Stored data entries:
§ §
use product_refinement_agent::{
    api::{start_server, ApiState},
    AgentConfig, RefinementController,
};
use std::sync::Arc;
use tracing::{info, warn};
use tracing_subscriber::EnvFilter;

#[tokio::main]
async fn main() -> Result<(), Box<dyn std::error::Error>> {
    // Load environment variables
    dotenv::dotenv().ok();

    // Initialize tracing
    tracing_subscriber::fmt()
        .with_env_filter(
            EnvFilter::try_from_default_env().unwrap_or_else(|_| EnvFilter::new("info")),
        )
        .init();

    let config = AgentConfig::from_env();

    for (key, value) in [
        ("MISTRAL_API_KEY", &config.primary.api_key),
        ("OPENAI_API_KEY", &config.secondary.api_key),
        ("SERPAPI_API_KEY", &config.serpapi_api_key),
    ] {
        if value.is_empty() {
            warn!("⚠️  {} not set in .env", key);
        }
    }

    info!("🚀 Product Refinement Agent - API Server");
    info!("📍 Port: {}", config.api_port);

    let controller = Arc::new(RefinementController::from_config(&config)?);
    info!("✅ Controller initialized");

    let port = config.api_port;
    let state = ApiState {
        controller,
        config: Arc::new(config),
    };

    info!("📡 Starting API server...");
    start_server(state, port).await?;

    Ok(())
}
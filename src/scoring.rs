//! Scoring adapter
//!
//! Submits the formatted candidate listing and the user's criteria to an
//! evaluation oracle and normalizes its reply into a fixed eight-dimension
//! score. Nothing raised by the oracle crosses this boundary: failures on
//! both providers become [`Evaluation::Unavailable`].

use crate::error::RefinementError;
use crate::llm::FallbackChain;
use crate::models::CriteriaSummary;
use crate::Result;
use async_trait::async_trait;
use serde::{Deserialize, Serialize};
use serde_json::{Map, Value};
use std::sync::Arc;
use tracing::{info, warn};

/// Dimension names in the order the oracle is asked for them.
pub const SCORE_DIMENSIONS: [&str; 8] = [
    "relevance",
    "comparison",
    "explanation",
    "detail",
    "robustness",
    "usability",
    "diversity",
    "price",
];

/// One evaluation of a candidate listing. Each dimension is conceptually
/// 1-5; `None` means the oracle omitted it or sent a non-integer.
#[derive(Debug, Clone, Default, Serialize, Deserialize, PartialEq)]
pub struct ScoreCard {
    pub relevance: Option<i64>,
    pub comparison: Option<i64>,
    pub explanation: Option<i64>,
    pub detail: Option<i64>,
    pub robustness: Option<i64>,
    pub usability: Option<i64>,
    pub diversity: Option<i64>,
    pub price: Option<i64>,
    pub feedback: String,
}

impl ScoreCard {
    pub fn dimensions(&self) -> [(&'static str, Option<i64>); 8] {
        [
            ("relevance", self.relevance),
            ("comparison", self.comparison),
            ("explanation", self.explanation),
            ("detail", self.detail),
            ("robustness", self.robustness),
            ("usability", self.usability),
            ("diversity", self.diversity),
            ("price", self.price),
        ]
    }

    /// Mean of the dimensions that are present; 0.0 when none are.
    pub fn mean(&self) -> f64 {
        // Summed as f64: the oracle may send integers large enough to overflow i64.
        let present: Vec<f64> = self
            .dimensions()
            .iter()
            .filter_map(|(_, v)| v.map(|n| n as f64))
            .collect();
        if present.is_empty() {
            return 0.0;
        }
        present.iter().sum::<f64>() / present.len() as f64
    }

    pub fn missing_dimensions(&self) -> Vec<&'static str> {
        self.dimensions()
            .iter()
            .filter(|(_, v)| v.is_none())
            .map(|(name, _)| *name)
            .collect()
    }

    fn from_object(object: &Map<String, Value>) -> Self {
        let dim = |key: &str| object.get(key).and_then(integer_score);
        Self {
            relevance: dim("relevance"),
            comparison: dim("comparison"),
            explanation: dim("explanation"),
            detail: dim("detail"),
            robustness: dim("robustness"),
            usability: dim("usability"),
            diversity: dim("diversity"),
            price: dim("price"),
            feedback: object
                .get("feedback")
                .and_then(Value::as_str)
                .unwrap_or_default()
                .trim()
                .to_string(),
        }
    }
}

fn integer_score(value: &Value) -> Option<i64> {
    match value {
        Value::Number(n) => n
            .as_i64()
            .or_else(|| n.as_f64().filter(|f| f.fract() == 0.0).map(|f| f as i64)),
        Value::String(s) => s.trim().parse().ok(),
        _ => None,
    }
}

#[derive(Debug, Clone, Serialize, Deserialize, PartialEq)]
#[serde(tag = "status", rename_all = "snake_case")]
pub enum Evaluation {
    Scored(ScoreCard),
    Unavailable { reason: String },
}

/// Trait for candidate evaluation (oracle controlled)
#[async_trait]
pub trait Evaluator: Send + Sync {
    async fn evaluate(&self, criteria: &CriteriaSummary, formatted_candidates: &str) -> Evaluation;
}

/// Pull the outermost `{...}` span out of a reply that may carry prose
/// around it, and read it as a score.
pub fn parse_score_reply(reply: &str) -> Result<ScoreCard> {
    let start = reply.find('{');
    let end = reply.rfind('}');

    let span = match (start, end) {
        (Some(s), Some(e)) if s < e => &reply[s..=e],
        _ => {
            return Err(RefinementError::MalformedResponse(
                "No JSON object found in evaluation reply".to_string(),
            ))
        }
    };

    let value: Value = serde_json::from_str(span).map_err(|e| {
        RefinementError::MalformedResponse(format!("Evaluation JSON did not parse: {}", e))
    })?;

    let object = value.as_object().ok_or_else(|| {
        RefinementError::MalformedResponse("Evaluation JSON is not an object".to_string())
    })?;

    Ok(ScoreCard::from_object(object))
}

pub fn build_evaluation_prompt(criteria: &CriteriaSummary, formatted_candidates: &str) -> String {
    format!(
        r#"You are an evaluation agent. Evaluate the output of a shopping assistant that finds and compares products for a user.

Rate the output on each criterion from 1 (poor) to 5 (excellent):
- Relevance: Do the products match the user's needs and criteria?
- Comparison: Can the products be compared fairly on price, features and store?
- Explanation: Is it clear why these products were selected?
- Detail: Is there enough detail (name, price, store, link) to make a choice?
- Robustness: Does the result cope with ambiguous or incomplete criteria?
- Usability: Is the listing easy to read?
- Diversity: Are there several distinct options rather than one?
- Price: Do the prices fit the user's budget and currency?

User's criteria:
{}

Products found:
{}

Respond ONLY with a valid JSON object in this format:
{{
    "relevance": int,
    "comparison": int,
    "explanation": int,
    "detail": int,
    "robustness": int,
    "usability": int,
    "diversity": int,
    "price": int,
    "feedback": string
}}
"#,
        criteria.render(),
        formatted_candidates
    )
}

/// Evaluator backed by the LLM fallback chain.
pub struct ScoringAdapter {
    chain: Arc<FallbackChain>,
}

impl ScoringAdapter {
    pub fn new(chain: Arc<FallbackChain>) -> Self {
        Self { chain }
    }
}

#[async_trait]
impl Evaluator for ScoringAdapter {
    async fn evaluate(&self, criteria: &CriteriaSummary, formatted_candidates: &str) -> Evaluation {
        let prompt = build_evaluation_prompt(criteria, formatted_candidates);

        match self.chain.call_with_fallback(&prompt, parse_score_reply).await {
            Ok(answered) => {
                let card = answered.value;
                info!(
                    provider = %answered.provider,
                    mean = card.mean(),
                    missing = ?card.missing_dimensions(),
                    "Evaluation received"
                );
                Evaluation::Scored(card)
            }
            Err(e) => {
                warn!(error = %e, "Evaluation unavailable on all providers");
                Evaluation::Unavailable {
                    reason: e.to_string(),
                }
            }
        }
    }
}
§ §
*THE PROBLEM*. Among the records above, determine how many lines contain "derive", then report the number only.

*SOLUTION TO THE EXERCISE*. 2